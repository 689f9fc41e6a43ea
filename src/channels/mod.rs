pub mod bridge;
pub mod traits;

pub use bridge::{BridgeChannel, BridgeHub, OutboundAction};
pub use traits::{ActionRow, Button, Channel, ChatEvent, Embed, EmbedField, EmbedMedia, MessageReference};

□ □ □

### WHAT IS NEEDED
Reproduce the entries so that each line reads exactly as it did before.

### TASK RESULT
repository 689f9fc41e6a43ea
filename src/channels/mod.rs
pub mod bridge;
pub mod traits;

pub use bridge::{BridgeChannel, BridgeHub, OutboundAction};
pub use traits::{ActionRow, Button, Channel, ChatEvent, Embed, EmbedField, EmbedMedia, MessageReference};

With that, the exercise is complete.